São dados que exigem uma reflexão em vários níveis. Mas é preocupante notar que ocorreu uma investida contra a liberdade de expressão — e que ela partiu daquele órgão que deveria ser o primeiro a defendê-la.

A censura continua

qui, 10/12/09por Paulo Moreira Leite |categoria Geral
Sou o primeiro a admitir minha ignorância absoluta para altas discussões jurídicas. Mas confesso que tenho dificuldade para entender a decisão do STF, que manteve a censura ao Estado de S. Paulo, que desde julho foi proibido de publicar reportagens sobre as empresas de Fernando Sarney. Não foi uma decisão sobre mérito, isto é: ao menos em teoria, ninguém votou a favor da censura. Foi uma decisão sobre o procedimento: considerou-se que o jornal usou um instrumento errado para tentar acabar com a censura. O placar foi de 6 votos a 3.

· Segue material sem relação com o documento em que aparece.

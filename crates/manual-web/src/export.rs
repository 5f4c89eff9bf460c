use wasm_bindgen::{JsCast, JsValue};
use web_sys as web;

pub const EXPORT_FILE_NAME: &str = "shot.png";
const EXPORT_FAILED: &str =
    "Export failed. Make sure this is served via http(s) (GitHub Pages is fine).";

fn download_png(document: &web::Document, canvas: &web::HtmlCanvasElement) -> Result<(), JsValue> {
    // throws on a tainted canvas
    let url = canvas.to_data_url_with_type("image/png")?;
    let body = document
        .body()
        .ok_or_else(|| JsValue::from_str("no body"))?;
    let link = document
        .create_element("a")?
        .dyn_into::<web::HtmlAnchorElement>()
        .map_err(JsValue::from)?;
    link.set_download(EXPORT_FILE_NAME);
    link.set_href(&url);
    body.append_child(&link)?;
    link.click();
    link.remove();
    Ok(())
}

/// Save the current frame as a PNG download, alerting the user on failure.
pub fn export_frame(document: &web::Document, canvas: &web::HtmlCanvasElement) {
    if let Err(e) = download_png(document, canvas) {
        log::error!("export failed: {:?}", e);
        if let Some(w) = web::window() {
            _ = w.alert_with_message(EXPORT_FAILED);
        }
    }
}
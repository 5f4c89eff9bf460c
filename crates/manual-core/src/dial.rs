//! Logarithmic dial mapping, dial geometry and readout formatting.

use crate::constants::*;
use crate::error::{CameraError, Result};
use std::f64::consts::{FRAC_PI_2, PI, TAU};

/// Logarithmic bijection between a normalized position `t ∈ [0, 1]` and a
/// parameter value in `[min, max]`.
#[derive(Clone, Copy, Debug, PartialEq)]
pub struct DialMapping {
    min: f64,
    max: f64,
}

impl DialMapping {
    pub fn new(min: f64, max: f64) -> Result<Self> {
        if !(min.is_finite() && max.is_finite() && min > 0.0 && min < max) {
            return Err(CameraError::InvalidRange { min, max });
        }
        Ok(Self { min, max })
    }

    pub fn shutter() -> Self {
        Self {
            min: SHUTTER_MIN_SEC,
            max: SHUTTER_MAX_SEC,
        }
    }

    pub fn aperture() -> Self {
        Self {
            min: APERTURE_MIN,
            max: APERTURE_MAX,
        }
    }

    pub fn iso() -> Self {
        Self {
            min: ISO_MIN,
            max: ISO_MAX,
        }
    }

    pub fn min(&self) -> f64 {
        self.min
    }

    pub fn max(&self) -> f64 {
        self.max
    }

    pub fn to_normalized(&self, value: f64) -> f64 {
        let v = value.clamp(self.min, self.max);
        ((v / self.min).ln() / (self.max / self.min).ln()).clamp(0.0, 1.0)
    }

    pub fn from_normalized(&self, t: f64) -> f64 {
        let t = if t.is_nan() { 0.0 } else { t.clamp(0.0, 1.0) };
        (self.min * (self.max / self.min).powf(t)).clamp(self.min, self.max)
    }
}

// ---------------- Readouts ----------------

pub fn format_shutter(seconds: f64) -> String {
    if seconds >= 1.0 {
        return format!("{:.1}s", seconds);
    }
    let denom = (1.0 / seconds).round();
    format!("1/{}", denom as i64)
}

pub fn format_aperture(f_number: f64) -> String {
    let r = (f_number * 10.0).round() / 10.0;
    if r.fract() == 0.0 {
        format!("f/{}", r as i64)
    } else {
        format!("f/{:.1}", r)
    }
}

pub fn format_iso(iso: f64) -> String {
    format!("ISO {}", iso.round() as i64)
}

/// Parse a shutter speed written as `1/250`, `0.5` or `2s`.
pub fn parse_shutter(text: &str) -> Option<f64> {
    let s = text.trim();
    let s = s.strip_suffix('s').unwrap_or(s).trim();
    let value = match s.split_once('/') {
        Some((num, den)) => {
            let num: f64 = num.trim().parse().ok()?;
            let den: f64 = den.trim().parse().ok()?;
            if den == 0.0 {
                return None;
            }
            num / den
        }
        None => s.parse().ok()?,
    };
    (value.is_finite() && value > 0.0).then_some(value)
}

/// ISO slider text to a target value: leading integer, falling back to the
/// default for empty, invalid or zero input, then clamped.
pub fn parse_iso_input(text: &str) -> f64 {
    let s = text.trim_start();
    let (sign, digits) = match s.strip_prefix('-') {
        Some(rest) => (-1, rest),
        None => (1, s.strip_prefix('+').unwrap_or(s)),
    };
    let end = digits
        .find(|c: char| !c.is_ascii_digit())
        .unwrap_or(digits.len());
    let parsed = digits[..end].parse::<i64>().ok().map(|n| n * sign);
    match parsed {
        Some(n) if n != 0 => (n as f64).clamp(ISO_MIN, ISO_MAX),
        _ => DEFAULT_ISO,
    }
}

// ---------------- Dial geometry ----------------

/// Map a pointer offset from the dial centre (screen coordinates, +y down)
/// to a normalized position. The circle is unrolled over `[0, 1]` with a
/// `DIAL_DEAD_ZONE_DEG` band (just below the right-hand side) pinned to 1.
pub fn angle_position(dx: f64, dy: f64) -> f64 {
    let a = dy.atan2(dx) + FRAC_PI_2;
    let t = (a + PI) / TAU;
    let dead = DIAL_DEAD_ZONE_DEG / 360.0;
    let t = (t + dead / 2.0).rem_euclid(1.0);
    (t / (1.0 - dead)).clamp(0.0, 1.0)
}

pub fn knob_rotation_degrees(t: f64) -> f64 {
    t.clamp(0.0, 1.0) * DIAL_SWEEP_DEG - DIAL_SWEEP_DEG / 2.0
}

/// One step of keyboard adjustment; `direction` is +1 or -1.
pub fn step_position(t: f64, direction: f64, coarse: bool) -> f64 {
    let step = if coarse {
        DIAL_KEY_STEP_COARSE
    } else {
        DIAL_KEY_STEP_FINE
    };
    (t + direction.signum() * step).clamp(0.0, 1.0)
}

/// Relative drag on a dial: the position moves by the change in pointer
/// angle since the drag began, so grabbing the knob never makes it jump.
#[derive(Clone, Copy, Debug, PartialEq)]
pub struct DialDrag {
    start_angle: f64,
    start_position: f64,
}

impl DialDrag {
    pub fn begin(pointer_position: f64, current_position: f64) -> Self {
        Self {
            start_angle: pointer_position,
            start_position: current_position.clamp(0.0, 1.0),
        }
    }

    pub fn position_for(&self, pointer_position: f64) -> f64 {
        (self.start_position + (pointer_position - self.start_angle)).clamp(0.0, 1.0)
    }
}
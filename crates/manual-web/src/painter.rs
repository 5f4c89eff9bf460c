use crate::keymap::blur_filter;
use fnv::FnvHashMap;
use glam::Vec2;
use manual_core::{Bitmap, BlendMode, CameraError, Color, Painter, Rect};
use std::f64::consts::TAU;
use wasm_bindgen::{Clamped, JsCast, JsValue};
use web_sys as web;

fn paint_err(e: JsValue) -> CameraError {
    CameraError::Paint(format!("{:?}", e))
}

fn context_2d(canvas: &web::HtmlCanvasElement) -> Result<web::CanvasRenderingContext2d, JsValue> {
    canvas
        .get_context("2d")?
        .ok_or_else(|| JsValue::from_str("2d context unavailable"))?
        .dyn_into::<web::CanvasRenderingContext2d>()
        .map_err(JsValue::from)
}

/// `Painter` over a 2D canvas context. Bitmaps are uploaded once into
/// offscreen canvases keyed by bitmap id and blitted from there.
pub struct CanvasPainter {
    canvas: web::HtmlCanvasElement,
    ctx: web::CanvasRenderingContext2d,
    document: web::Document,
    uploads: FnvHashMap<u64, web::HtmlCanvasElement>,
}

impl CanvasPainter {
    pub fn new(document: &web::Document, canvas: web::HtmlCanvasElement) -> anyhow::Result<Self> {
        let ctx = context_2d(&canvas).map_err(|e| anyhow::anyhow!(format!("{:?}", e)))?;
        ctx.set_image_smoothing_enabled(true);
        Ok(Self {
            canvas,
            ctx,
            document: document.clone(),
            uploads: FnvHashMap::default(),
        })
    }

    pub fn canvas(&self) -> &web::HtmlCanvasElement {
        &self.canvas
    }

    fn upload(&mut self, image: &Bitmap) -> Result<&web::HtmlCanvasElement, CameraError> {
        if !self.uploads.contains_key(&image.id()) {
            let el = self
                .document
                .create_element("canvas")
                .map_err(paint_err)?
                .dyn_into::<web::HtmlCanvasElement>()
                .map_err(|e| paint_err(e.into()))?;
            el.set_width(image.width());
            el.set_height(image.height());
            let data = web::ImageData::new_with_u8_clamped_array_and_sh(
                Clamped(image.as_bytes()),
                image.width(),
                image.height(),
            )
            .map_err(paint_err)?;
            context_2d(&el)
                .and_then(|c| c.put_image_data(&data, 0.0, 0.0))
                .map_err(paint_err)?;
            log::debug!("uploaded bitmap {} ({}x{})", image.id(), image.width(), image.height());
            self.uploads.insert(image.id(), el);
        }
        self.uploads
            .get(&image.id())
            .ok_or_else(|| CameraError::Paint("bitmap upload lost".into()))
    }

    fn trace_polygon(&self, points: &[Vec2]) {
        self.ctx.begin_path();
        let mut it = points.iter();
        if let Some(p) = it.next() {
            self.ctx.move_to(p.x as f64, p.y as f64);
        }
        for p in it {
            self.ctx.line_to(p.x as f64, p.y as f64);
        }
        self.ctx.close_path();
    }
}

impl Painter for CanvasPainter {
    fn size(&self) -> (u32, u32) {
        (self.canvas.width(), self.canvas.height())
    }

    fn save(&mut self) {
        self.ctx.save();
    }

    fn restore(&mut self) {
        self.ctx.restore();
    }

    fn set_alpha(&mut self, alpha: f32) {
        let a = if alpha.is_nan() { 0.0 } else { alpha.clamp(0.0, 1.0) };
        self.ctx.set_global_alpha(a as f64);
    }

    fn set_blend(&mut self, mode: BlendMode) {
        _ = self.ctx.set_global_composite_operation(mode.css_name());
    }

    fn set_blur(&mut self, radius_px: u32) {
        self.ctx.set_filter(&blur_filter(radius_px));
    }

    fn clear(&mut self) {
        self.ctx.save();
        _ = self.ctx.set_transform(1.0, 0.0, 0.0, 1.0, 0.0, 0.0);
        self.ctx
            .clear_rect(0.0, 0.0, self.canvas.width() as f64, self.canvas.height() as f64);
        self.ctx.restore();
    }

    fn fill_rect(&mut self, rect: Rect, color: Color) {
        self.ctx.set_fill_style_str(&color.to_css());
        self.ctx
            .fill_rect(rect.x as f64, rect.y as f64, rect.w as f64, rect.h as f64);
    }

    fn fill_polygon(&mut self, points: &[Vec2], color: Color) {
        if points.len() < 3 {
            return;
        }
        self.ctx.set_fill_style_str(&color.to_css());
        self.trace_polygon(points);
        self.ctx.fill();
    }

    fn fill_circle(&mut self, center: Vec2, radius: f32, color: Color) {
        if radius <= 0.0 {
            return;
        }
        self.ctx.set_fill_style_str(&color.to_css());
        self.ctx.begin_path();
        if self
            .ctx
            .arc(center.x as f64, center.y as f64, radius as f64, 0.0, TAU)
            .is_ok()
        {
            self.ctx.fill();
        }
    }

    fn stroke_segments(&mut self, segments: &[(Vec2, Vec2)], width: f32, color: Color) {
        if segments.is_empty() {
            return;
        }
        self.ctx.set_stroke_style_str(&color.to_css());
        self.ctx.set_line_width(width as f64);
        self.ctx.begin_path();
        for (a, b) in segments {
            self.ctx.move_to(a.x as f64, a.y as f64);
            self.ctx.line_to(b.x as f64, b.y as f64);
        }
        self.ctx.stroke();
    }

    fn draw_image(&mut self, image: &Bitmap, src: Rect, dst: Rect) -> manual_core::Result<()> {
        let ctx = self.ctx.clone();
        let source = self.upload(image)?;
        ctx.draw_image_with_html_canvas_element_and_sw_and_sh_and_dx_and_dy_and_dw_and_dh(
            source,
            src.x as f64,
            src.y as f64,
            src.w as f64,
            src.h as f64,
            dst.x as f64,
            dst.y as f64,
            dst.w as f64,
            dst.h as f64,
        )
        .map_err(paint_err)
    }
}
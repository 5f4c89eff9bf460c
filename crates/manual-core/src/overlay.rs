//! Viewfinder overlay: rule-of-thirds grid, corner brackets and ISO grain.

use crate::constants::*;
use crate::error::Result;
use crate::paint::{Bitmap, Painter, Rect, Viewport};
use glam::Vec2;

pub fn thirds_segments(viewport: Viewport) -> [(Vec2, Vec2); 4] {
    let (w, h) = (viewport.width, viewport.height);
    [
        (Vec2::new(w / 3.0, 0.0), Vec2::new(w / 3.0, h)),
        (Vec2::new(2.0 * w / 3.0, 0.0), Vec2::new(2.0 * w / 3.0, h)),
        (Vec2::new(0.0, h / 3.0), Vec2::new(w, h / 3.0)),
        (Vec2::new(0.0, 2.0 * h / 3.0), Vec2::new(w, 2.0 * h / 3.0)),
    ]
}

/// Two segments per corner, each `GUIDE_CORNER_LEN_PX·ratio` long.
pub fn corner_segments(viewport: Viewport) -> [(Vec2, Vec2); 8] {
    let (w, h) = (viewport.width, viewport.height);
    let l = (GUIDE_CORNER_LEN_PX * viewport.pixel_ratio).floor();
    let i = GUIDE_CORNER_INSET_PX;
    let v = Vec2::new;
    [
        (v(i, l), v(i, i)),
        (v(i, i), v(l, i)),
        (v(w - i, l), v(w - i, i)),
        (v(w - i, i), v(w - l, i)),
        (v(i, h - l), v(i, h - i)),
        (v(i, h - i), v(l, h - i)),
        (v(w - i, h - l), v(w - i, h - i)),
        (v(w - i, h - i), v(w - l, h - i)),
    ]
}

pub fn guide_line_width(pixel_ratio: f32) -> f32 {
    pixel_ratio.floor().max(1.0)
}

/// Draw the composition guides and, when `grain` is positive, the grain tile
/// repeated over the frame at that opacity.
pub fn draw_composition_guides(
    painter: &mut dyn Painter,
    viewport: Viewport,
    grain_tile: &Bitmap,
    grain: f64,
) -> Result<()> {
    let lw = guide_line_width(viewport.pixel_ratio);
    painter.stroke_segments(&thirds_segments(viewport), lw, THIRDS_COLOR);
    painter.stroke_segments(&corner_segments(viewport), lw, CORNER_COLOR);

    if !(grain > 0.0) || grain_tile.width() == 0 || grain_tile.height() == 0 {
        return Ok(());
    }
    painter.save();
    painter.set_alpha(grain as f32);
    let drawn = tile_grain(painter, viewport, grain_tile);
    painter.restore();
    drawn
}

fn tile_grain(painter: &mut dyn Painter, viewport: Viewport, tile: &Bitmap) -> Result<()> {
    let (tw, th) = (tile.width() as f32, tile.height() as f32);
    let reps_x = (viewport.width / tw).ceil() as u32;
    let reps_y = (viewport.height / th).ceil() as u32;
    let src = Rect::new(0.0, 0.0, tw, th);
    for y in 0..reps_y {
        for x in 0..reps_x {
            let dst = Rect::new(x as f32 * tw, y as f32 * th, tw, th);
            painter.draw_image(tile, src, dst)?;
        }
    }
    Ok(())
}
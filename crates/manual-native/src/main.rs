use clap::Parser;

mod cli;
mod files;
mod shoot;

fn main() -> anyhow::Result<()> {
    env_logger::Builder::from_env(env_logger::Env::default().default_filter_or("info")).init();
    let args = cli::Args::parse();

    let fb = shoot::shoot(&args)?;
    shoot::save_png(&fb, &args.out)?;
    log::info!("wrote {}", args.out.display());
    Ok(())
}
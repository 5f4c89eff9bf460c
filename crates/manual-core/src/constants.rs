use crate::paint::Color;

// Shared exposure/rendering tuning constants used by both web and native frontends.

// Parameter domains
pub const SHUTTER_MIN_SEC: f64 = 1.0 / 1000.0;
pub const SHUTTER_MAX_SEC: f64 = 0.5;
pub const APERTURE_MIN: f64 = 1.8;
pub const APERTURE_MAX: f64 = 16.0;
pub const ISO_MIN: f64 = 100.0;
pub const ISO_MAX: f64 = 6400.0;

// Startup values
pub const DEFAULT_SHUTTER_SEC: f64 = 1.0 / 250.0;
pub const DEFAULT_APERTURE: f64 = 4.0;
pub const DEFAULT_ISO: f64 = 200.0;
pub const BASE_LIGHT: f64 = 1.0;

// Exposure display rescaling (not a physical unit)
pub const EXPOSURE_DISPLAY_GAIN: f64 = 2.4;
pub const EXPOSURE_DISPLAY_MAX: f64 = 3.5;

// Per-frame easing rates, applied once per tick
pub const SHUTTER_SMOOTHING: f64 = 0.15;
pub const APERTURE_SMOOTHING: f64 = 0.15;
pub const ISO_SMOOTHING: f64 = 0.25;

// Frame timing
pub const MAX_FRAME_DT_SEC: f64 = 0.05; // absorbs stalls (tab backgrounding)
pub const PIXEL_RATIO_MIN: f32 = 1.0;
pub const PIXEL_RATIO_MAX: f32 = 2.0;

// Shutter flash
pub const FLASH_PEAK_ALPHA: f32 = 0.6;
pub const FLASH_DECAY_PER_SEC: f32 = 3.8;

// Depth of field: ln(aperture) at which the background is fully sharp
pub const DOF_LOG_APERTURE_SHARP: f64 = 2.2;

// Sensor grain
pub const GRAIN_MAX_INTENSITY: f64 = 0.25;
pub const GRAIN_TILE_SIZE: u32 = 128;

// Dial geometry
pub const DIAL_SWEEP_DEG: f64 = 300.0;
pub const DIAL_DEAD_ZONE_DEG: f64 = 60.0;
pub const DIAL_KEY_STEP_FINE: f64 = 0.015;
pub const DIAL_KEY_STEP_COARSE: f64 = 0.05;

// Composition overlay
pub const GUIDE_CORNER_LEN_PX: f32 = 24.0;
pub const GUIDE_CORNER_INSET_PX: f32 = 2.0;
pub const THIRDS_COLOR: Color = Color::rgba(255, 255, 255, 64);
pub const CORNER_COLOR: Color = Color::rgba(255, 255, 255, 230);

// Exposure wash and flash tint
pub const WASH_COLOR: Color = Color::hex(0xb8d9ff);
pub const FLASH_COLOR: Color = Color::hex(0xffffff);
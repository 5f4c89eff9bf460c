//! Platform-free engine of the manual-mode camera simulator.
//!
//! Nothing here touches a browser or a window: scenes draw through the
//! [`Painter`] trait, and the host supplies frame timing and a shutter sound.

pub mod atlas;
pub mod constants;
pub mod dial;
pub mod effects;
pub mod error;
pub mod exposure;
pub mod framebuffer;
pub mod overlay;
pub mod paint;
pub mod render_loop;
pub mod scene;
pub mod sprite;

pub use atlas::{grain_tile, AtlasProvider, PlaceholderAtlases};
pub use constants::*;
pub use dial::*;
pub use effects::{EffectProfile, Effects};
pub use error::{CameraError, Result};
pub use exposure::{ExposureState, SmoothingRates};
pub use framebuffer::Framebuffer;
pub use paint::{Bitmap, BlendMode, Color, Painter, Rect, Viewport};
pub use render_loop::{FrameClock, FrameStats, LoopConfig, RenderLoop, ShutterSound, Silent};
pub use scene::{RunnerScene, Scene, SceneKind, SceneSet, WaterfallScene};
pub use sprite::{AnimatedSprite, FrameGrid, SpriteSheet};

Não entendo de direito mas entendo de política. Nas assembléias estudantis aprendi que as célebres questões de encaminhamento são uma forma astuta de construir alianças entre forças adversárias que raramente se entendem sobre questões fundamentais.

A maioria de hoje uniu os juizes considerados conservadoras com uma fatia de magistrados que são chamados de progressistas em função de votações e pronunciamentos públicos. Alegando questões de procedimento, os dois lados puderam dar-se as mãos e somar os votos para fazer maioria.

Pela decisão do STF, o caso irá a julgamento no Maranhão, terra natal de Fernando Sarney, onde sua família tem um reconhecido poder de mando e influência sobre todas as esferas do Estado.

Principal representante da minoria, o ministro Celso Mello proferiu um voto que é uma aula de história e de liberdade. Não perdeu-se nas questões de encaminhamento e foi ao principal: a liberdade de expressão é um dos direitos fundamentais do país e deve prevalecer sobre outros direitos.

O ministro lembrou o regime militar e recordou que a censura chegou ao país pelo sistema colonial. Falou da tortura e até lembrou de vários filmes que foi proibido de assistir porque um general que dirigia a Policia Federal de São Paulo não gostava do que exibiam.

Celso Mello até citou uma decisão recente do STF, que, em nome da liberdade de expressão, repudiu todo esforço para censurar a programação infantil. Sem perder o humor, o ministro fez questão de registrar que, na votação de hoje, debatia-se a censura a fatos que não tem nada a ver com o universo infantil.

A argumentação foi tão clara e coerente que levou dois ministros do campo contrário a pedir a palavra para dar explicações adicionais. Um deles chegou a recordar seu passado de perseguido político.

A censura envergonha o país, qualquer que seja o argumento empregado para mantê-la. O STF teve uma chance de restaurar uma liberdade e desperdiçou essa oportunidade.